*** Opening RECORDS ***
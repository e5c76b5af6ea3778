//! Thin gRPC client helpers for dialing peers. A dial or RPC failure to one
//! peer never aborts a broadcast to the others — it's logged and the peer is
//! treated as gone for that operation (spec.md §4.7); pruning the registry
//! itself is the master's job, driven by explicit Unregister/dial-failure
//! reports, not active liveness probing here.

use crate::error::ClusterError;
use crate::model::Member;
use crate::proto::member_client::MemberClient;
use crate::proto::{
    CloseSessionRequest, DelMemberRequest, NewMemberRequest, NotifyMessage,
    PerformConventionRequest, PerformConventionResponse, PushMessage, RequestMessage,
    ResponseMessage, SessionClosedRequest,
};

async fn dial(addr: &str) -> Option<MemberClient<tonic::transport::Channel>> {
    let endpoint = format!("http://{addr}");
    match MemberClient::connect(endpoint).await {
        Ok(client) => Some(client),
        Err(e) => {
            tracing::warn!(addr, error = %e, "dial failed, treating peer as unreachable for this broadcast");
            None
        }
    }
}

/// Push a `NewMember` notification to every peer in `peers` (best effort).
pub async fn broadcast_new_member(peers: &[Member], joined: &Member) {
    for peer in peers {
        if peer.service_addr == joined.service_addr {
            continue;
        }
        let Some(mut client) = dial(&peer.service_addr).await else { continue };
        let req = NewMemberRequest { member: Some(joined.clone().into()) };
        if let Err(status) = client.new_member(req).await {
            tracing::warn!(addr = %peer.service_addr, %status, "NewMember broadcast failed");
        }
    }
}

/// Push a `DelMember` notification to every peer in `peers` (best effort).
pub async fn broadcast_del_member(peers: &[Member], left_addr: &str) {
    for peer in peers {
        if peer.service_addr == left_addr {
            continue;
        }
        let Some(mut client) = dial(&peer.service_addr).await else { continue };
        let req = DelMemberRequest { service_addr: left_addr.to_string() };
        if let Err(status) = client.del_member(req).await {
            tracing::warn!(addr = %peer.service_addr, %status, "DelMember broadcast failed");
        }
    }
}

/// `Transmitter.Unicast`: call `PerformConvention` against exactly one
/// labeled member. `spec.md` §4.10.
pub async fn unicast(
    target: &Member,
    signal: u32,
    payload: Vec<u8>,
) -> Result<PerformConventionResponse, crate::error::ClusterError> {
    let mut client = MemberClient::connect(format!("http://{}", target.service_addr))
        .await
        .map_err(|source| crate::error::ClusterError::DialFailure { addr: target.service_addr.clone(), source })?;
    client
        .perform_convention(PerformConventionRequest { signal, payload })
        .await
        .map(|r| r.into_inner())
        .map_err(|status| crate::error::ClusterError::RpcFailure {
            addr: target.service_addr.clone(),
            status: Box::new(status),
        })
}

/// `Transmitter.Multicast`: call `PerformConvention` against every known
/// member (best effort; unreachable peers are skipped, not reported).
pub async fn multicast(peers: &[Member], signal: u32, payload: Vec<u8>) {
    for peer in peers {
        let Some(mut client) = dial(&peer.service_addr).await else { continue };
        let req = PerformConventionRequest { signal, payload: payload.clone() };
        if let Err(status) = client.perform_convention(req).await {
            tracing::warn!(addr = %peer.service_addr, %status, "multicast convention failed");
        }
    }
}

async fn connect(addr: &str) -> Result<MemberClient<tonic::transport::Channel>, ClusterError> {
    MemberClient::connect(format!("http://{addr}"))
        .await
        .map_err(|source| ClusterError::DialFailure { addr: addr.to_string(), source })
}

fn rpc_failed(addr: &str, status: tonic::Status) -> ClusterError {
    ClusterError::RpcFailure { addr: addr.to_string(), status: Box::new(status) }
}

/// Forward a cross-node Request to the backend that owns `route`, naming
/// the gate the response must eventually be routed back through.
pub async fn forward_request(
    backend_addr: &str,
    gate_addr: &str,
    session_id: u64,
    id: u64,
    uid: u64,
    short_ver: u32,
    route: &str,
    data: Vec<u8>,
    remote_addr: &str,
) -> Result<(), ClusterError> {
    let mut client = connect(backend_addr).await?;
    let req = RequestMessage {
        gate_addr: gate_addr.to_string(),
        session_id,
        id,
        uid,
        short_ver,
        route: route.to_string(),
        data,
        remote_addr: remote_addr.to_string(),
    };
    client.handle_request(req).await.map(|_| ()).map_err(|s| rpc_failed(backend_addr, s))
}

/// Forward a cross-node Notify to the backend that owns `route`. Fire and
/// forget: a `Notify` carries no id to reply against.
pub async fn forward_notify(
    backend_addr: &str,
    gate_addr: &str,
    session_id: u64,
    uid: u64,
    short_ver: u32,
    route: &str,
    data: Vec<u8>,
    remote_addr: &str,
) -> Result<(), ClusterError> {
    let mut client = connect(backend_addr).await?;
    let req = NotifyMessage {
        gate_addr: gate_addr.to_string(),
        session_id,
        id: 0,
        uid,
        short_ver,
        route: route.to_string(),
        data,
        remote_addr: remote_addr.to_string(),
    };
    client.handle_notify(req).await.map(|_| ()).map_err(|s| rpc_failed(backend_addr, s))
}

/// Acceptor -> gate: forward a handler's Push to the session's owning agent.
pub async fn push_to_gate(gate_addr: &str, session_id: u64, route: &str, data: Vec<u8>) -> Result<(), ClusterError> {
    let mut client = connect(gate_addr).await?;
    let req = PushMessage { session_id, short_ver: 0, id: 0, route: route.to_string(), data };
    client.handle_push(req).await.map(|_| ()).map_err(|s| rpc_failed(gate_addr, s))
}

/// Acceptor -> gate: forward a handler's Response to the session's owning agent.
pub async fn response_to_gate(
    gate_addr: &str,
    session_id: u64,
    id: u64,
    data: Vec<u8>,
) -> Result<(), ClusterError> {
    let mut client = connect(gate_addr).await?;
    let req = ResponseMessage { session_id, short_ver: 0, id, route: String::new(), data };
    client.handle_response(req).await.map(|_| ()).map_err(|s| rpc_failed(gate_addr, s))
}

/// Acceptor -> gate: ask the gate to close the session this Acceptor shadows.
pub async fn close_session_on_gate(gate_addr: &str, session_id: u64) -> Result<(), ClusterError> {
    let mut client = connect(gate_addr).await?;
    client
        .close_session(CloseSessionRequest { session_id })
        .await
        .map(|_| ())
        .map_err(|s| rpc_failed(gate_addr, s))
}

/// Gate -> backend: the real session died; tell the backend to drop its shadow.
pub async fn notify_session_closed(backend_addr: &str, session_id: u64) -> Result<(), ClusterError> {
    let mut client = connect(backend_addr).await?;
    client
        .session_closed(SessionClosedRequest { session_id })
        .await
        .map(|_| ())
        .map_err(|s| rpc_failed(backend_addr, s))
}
*** Closing RECORDS ***
▸ **GOAL OF THE EXERCISE**
For each line in the records that contains the word "RpcFailure", make a copy.

▸ **WRITTEN SOLUTION**
        .map_err(|status| crate::error::ClusterError::RpcFailure {
    ClusterError::RpcFailure { addr: addr.to_string(), status: Box::new(status) }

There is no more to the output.